* **Requirement**
Below is a listing. Quote from it, exactly, the lines from the one containing "with service version." down to the one containing "pub mod catalog;", both ends included, and nothing else.

Dataset entries: Begin

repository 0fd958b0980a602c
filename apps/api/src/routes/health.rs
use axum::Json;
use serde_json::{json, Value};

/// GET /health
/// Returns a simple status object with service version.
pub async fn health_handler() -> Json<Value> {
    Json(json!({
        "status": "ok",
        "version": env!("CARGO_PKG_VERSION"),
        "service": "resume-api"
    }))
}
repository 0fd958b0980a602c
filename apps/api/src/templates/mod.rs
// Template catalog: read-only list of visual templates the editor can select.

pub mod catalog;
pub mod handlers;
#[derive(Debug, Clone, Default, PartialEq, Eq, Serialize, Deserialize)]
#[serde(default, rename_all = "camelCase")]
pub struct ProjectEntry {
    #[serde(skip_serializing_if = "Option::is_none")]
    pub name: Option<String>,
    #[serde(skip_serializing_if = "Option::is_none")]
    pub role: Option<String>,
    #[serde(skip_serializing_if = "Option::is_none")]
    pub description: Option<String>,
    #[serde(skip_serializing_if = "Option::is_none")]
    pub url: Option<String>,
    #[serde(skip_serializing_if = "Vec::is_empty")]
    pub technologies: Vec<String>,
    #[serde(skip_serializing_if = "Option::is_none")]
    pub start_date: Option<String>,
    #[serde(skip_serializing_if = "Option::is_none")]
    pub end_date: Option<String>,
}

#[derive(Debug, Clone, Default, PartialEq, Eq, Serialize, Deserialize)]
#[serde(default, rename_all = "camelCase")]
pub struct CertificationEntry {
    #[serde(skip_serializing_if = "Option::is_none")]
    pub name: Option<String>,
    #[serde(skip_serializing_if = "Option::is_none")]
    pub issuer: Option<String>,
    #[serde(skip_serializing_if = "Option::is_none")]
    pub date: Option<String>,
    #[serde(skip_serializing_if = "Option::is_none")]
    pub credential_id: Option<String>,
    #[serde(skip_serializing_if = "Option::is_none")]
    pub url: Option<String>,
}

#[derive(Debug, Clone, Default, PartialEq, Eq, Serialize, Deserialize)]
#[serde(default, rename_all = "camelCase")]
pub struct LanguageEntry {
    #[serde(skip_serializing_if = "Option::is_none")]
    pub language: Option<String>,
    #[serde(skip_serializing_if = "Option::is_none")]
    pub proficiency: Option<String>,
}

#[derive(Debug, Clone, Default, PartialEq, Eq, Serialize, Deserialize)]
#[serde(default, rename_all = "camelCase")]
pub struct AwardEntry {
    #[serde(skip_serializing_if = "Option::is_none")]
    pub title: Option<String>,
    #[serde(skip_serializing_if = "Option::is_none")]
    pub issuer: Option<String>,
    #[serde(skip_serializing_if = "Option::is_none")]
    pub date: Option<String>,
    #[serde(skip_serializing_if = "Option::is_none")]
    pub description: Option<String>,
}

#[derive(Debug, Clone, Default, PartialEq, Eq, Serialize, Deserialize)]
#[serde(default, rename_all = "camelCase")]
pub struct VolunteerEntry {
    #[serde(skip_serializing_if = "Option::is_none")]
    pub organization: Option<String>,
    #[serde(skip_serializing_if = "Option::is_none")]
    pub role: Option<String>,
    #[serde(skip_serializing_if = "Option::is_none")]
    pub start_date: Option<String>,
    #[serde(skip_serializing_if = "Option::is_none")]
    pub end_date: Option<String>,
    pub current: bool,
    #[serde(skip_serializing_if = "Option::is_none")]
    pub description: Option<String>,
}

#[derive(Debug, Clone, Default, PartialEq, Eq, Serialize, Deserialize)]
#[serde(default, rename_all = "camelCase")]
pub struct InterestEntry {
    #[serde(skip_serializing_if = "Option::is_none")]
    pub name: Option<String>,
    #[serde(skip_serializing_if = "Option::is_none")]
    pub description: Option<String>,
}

Dataset entries: End

* **Reply to the exercise**
/// Returns a simple status object with service version.
pub async fn health_handler() -> Json<Value> {
    Json(json!({
        "status": "ok",
        "version": env!("CARGO_PKG_VERSION"),
        "service": "resume-api"
    }))
}
repository 0fd958b0980a602c
filename apps/api/src/templates/mod.rs
// Template catalog: read-only list of visual templates the editor can select.

pub mod catalog;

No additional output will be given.